- Task details -
Your task is to write out exactly the lines from the line containing "the selected grant" through the end of the records, inclusive at both ends.
- - -
//! # neris-settings
//!
//! Configuration for the NERIS API client.
//!
//! Settings are loaded from three layers (in priority order):
//! 1. **Compiled defaults**: [`NerisSettings::default()`]
//! 2. **User file**: `~/.neris/settings.json` (deep-merged over defaults)
//! 3. **Environment variables**: `NERIS_*` overrides (highest priority)
//!
//! Raw settings are then validated into a [`CredentialConfig`]. Validation
//! fails fast with [`SettingsError::Configuration`] when the selected grant
//! kind is missing a required secret.
//!
//! # Usage
//!
//! ```no_run
//! use neris_settings::{CredentialConfig, load_settings};
//!
//! let settings = load_settings().unwrap();
//! let config = CredentialConfig::from_settings(&settings).unwrap();
//! println!("target: {}", config.base_url);
//! ```

#![deny(unsafe_code)]

pub mod credentials;
pub mod errors;
pub mod loader;
pub mod types;

pub use credentials::{CredentialConfig, Grant, GrantKind};
pub use errors::{Result, SettingsError};
pub use loader::{deep_merge, load_settings, load_settings_from_path, neris_dir, settings_path};
pub use types::{DEFAULT_BASE_URL, Environment, NerisSettings, TokenCacheSettings};

// ─────────────────────────────────────────────────────────────────────────────
// Tests
// ─────────────────────────────────────────────────────────────────────────────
- - -
- Response box -
//! fails fast with [`SettingsError::Configuration`] when the selected grant
//! kind is missing a required secret.
//!
//! # Usage
//!
//! ```no_run
//! use neris_settings::{CredentialConfig, load_settings};
//!
//! let settings = load_settings().unwrap();
//! let config = CredentialConfig::from_settings(&settings).unwrap();
//! println!("target: {}", config.base_url);
//! ```

#![deny(unsafe_code)]

pub mod credentials;
pub mod errors;
pub mod loader;
pub mod types;

pub use credentials::{CredentialConfig, Grant, GrantKind};
pub use errors::{Result, SettingsError};
pub use loader::{deep_merge, load_settings, load_settings_from_path, neris_dir, settings_path};
pub use types::{DEFAULT_BASE_URL, Environment, NerisSettings, TokenCacheSettings};

// ─────────────────────────────────────────────────────────────────────────────
// Tests
// ─────────────────────────────────────────────────────────────────────────────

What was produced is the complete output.